First up we have a slow air by Sean Tracy as posted on the Bob Dunsire Forum. Here is a direct link to the sheet music as of right now. It’s still a work in progress on my part but the tune is quite nice, with a new embellishment or two. It is played on my friend’s 1950’s Robertson’s for which he just recently received a set of glass fiber Rocket drone reeds by Mark Lee. I am currently setting the chanter (Colin Kyo) with a Husk reed so it’s still a little out but this is the best I got today. It’s a pretty neat tune.

Farewell to Amherst Shore (Sean Tracy)

Edit: Another version of the tune on my MacPherson’s with a carbon fiber Rocket bass apparently made for Robertson’s but seems to work quite well in my pipe. Tenors are Kinnaird. Just listen for the harmonics on B! Also, the run to the C is closed a bit to make it sound less happy and more sad, as the composer intended.

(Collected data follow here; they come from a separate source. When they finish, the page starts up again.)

//! Segment-aware discrete derivatives
//!
//! Both stencils run inside one pulse segment at a time. Positions whose
//! neighbours would fall outside the segment are dropped, so a derived
//! segment is shorter than its amplitude segment by a fixed amount that
//! depends only on the segment length.

use crate::waveform::SegmentedSequence;

// ============================================================================
// Stencil geometry
// ============================================================================

/// Samples spanned by one first-difference value
pub const FIRST_DIFFERENCE_WIDTH: usize = 3;

/// Samples spanned by one second-difference value
pub const SECOND_DIFFERENCE_WIDTH: usize = 4;

/// First-difference value `j` is `s[j + 2] - s[j + 1]`
pub const FIRST_DIFFERENCE_LEAD: usize = 1;

/// Second-difference value `j` is centred on raw sample `j + 2`
pub const SECOND_DIFFERENCE_LEAD: usize = 2;

/// Number of first-difference values produced for a segment of `len` samples
pub fn first_difference_len(len: usize) -> usize {
    (len + 1).saturating_sub(FIRST_DIFFERENCE_WIDTH)
}

/// Number of second-difference values produced for a segment of `len` samples
pub fn second_difference_len(len: usize) -> usize {
    (len + 1).saturating_sub(SECOND_DIFFERENCE_WIDTH)
}

// ============================================================================
// Differencing
// ============================================================================

/// Forward difference `s[k + 1] - s[k]` at every interior sample `k`
///
/// A segment of `n` samples yields `n - 2` values (none when `n < 3`).
/// Values saturate at the `i32` range.
pub fn first_difference(wave: &SegmentedSequence<i32>) -> SegmentedSequence<i32> {
    wave.map_segments(|segment| {
        segment
            .windows(FIRST_DIFFERENCE_WIDTH)
            .map(|w| w[2].saturating_sub(w[1]))
            .collect()
    })
}

/// Curvature magnitude `|s[k - 1] - 2 s[k] + s[k + 1]|` for `k` in `2..=n-2`
///
/// Computed from the amplitude sequence itself, not from the first
/// difference. A segment of `n` samples yields `n - 3` values (none when
/// `n < 4`). The stencil is evaluated in `i64` and saturates at `i32::MAX`.
pub fn second_difference(wave: &SegmentedSequence<i32>) -> SegmentedSequence<i32> {
    wave.map_segments(|segment| {
        segment
            .windows(SECOND_DIFFERENCE_WIDTH)
            .map(|w| {
                let curvature = i64::from(w[1]) - 2 * i64::from(w[2]) + i64::from(w[3]);
                i32::try_from(curvature.abs()).unwrap_or(i32::MAX)
            })
            .collect()
    })
}
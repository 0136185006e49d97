//! Fullwave - Full-Waveform LiDAR Feature Extraction
//!
//! Turns digitized laser pulse waveforms into discrete reflection features.
//! Each pulse has an outgoing trace (the emitted pulse) and optionally a
//! returning trace (the backscatter). Both are buffered into fixed-length
//! segments, differenced, median-smoothed and scanned for peaks.
//!
//! # Architecture
//!
//! - [`waveform`]: pulse sources and the segmented amplitude buffer
//! - [`features`]: differencing, smoothing, peak detection and refinement
//! - [`pipeline`]: drives a source through every stage
//! - [`io`]: JSON pulse files and feature reports
//!
//! # Example
//!
//! ```
//! use fullwave::features::{PeakDetector, WaveformAnalysis};
//! use fullwave::waveform::WaveClass;
//!
//! let mut returning = WaveformAnalysis::new(WaveClass::Returning);
//! returning
//!     .populate(vec![0, 0, 0, 2, 10, 40, 80, 40, 10, 2, 0, 0, 0, 0], 14, 0)
//!     .unwrap();
//!
//! let peaks = returning.analyze(&PeakDetector::default()).unwrap();
//! assert_eq!(peaks.len(), 1);
//! assert_eq!(peaks[0].location, 6);
//! assert_eq!(peaks[0].amplitude, 80);
//! ```

pub mod cli;
pub mod config;
pub mod error;
pub mod features;
pub mod io;
pub mod pipeline;
pub mod waveform;

pub use config::PipelineConfig;
pub use error::{FullwaveError, Result};
pub use features::{DetectionMethod, Peak, PeakDetector, WaveformAnalysis};
pub use pipeline::{FeatureExtractor, FlightLineFeatures};
pub use waveform::{SegmentedSequence, WaveClass, WaveformBuffer, WaveformSource};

Farewell to Amherst Shore twice through

Next we have the Gellaitry’s with a slow air, some small reels, and then the big comp reel Lachlan MacPhail. My father has played the last tune for as long as I remember, and therefore so have I. It was also the reel in the MSR set when I played with Lyon College and got 2nd in grade 3B at the Scottish Championships in Dumbarton in 2001. However, my favorite rendition of the tune was by Iain MacFadyen from an early 1980’s Grant’s Piping Championship album I had on tape and have just recently repurchased off iTunes. You’ll notice other tunes in that MSR performance included Kantara to el Arish and Inverary Castle, other staples in my competition MSR repertoire. One thing about Iain’s playing, it isn’t the most technically perfect performance compared to a few of the others on the album, however, you WILL be entertained. He leaves nothing behind in his playing of Lachlan MacPhail, or any other tune for that matter, and in my opinion is more entertaining and flat out bagpipe-ish than tunes presented more carefully. Just a few misses here and there whilst giving the melody everything he has. Recently I’ve tried cutting the tune quite a bit as it would seem a lot my playing has suffered from over roundness. However, as Iain plays it, this tune really requires some gusto and can take a little roundness and I’ve readopted this style for the tune as the over dwelling really just killed the flow. Two times through just for Iain, a la Grant’s/Glenfiddich style. The drones are a little out, blame it on my laziness.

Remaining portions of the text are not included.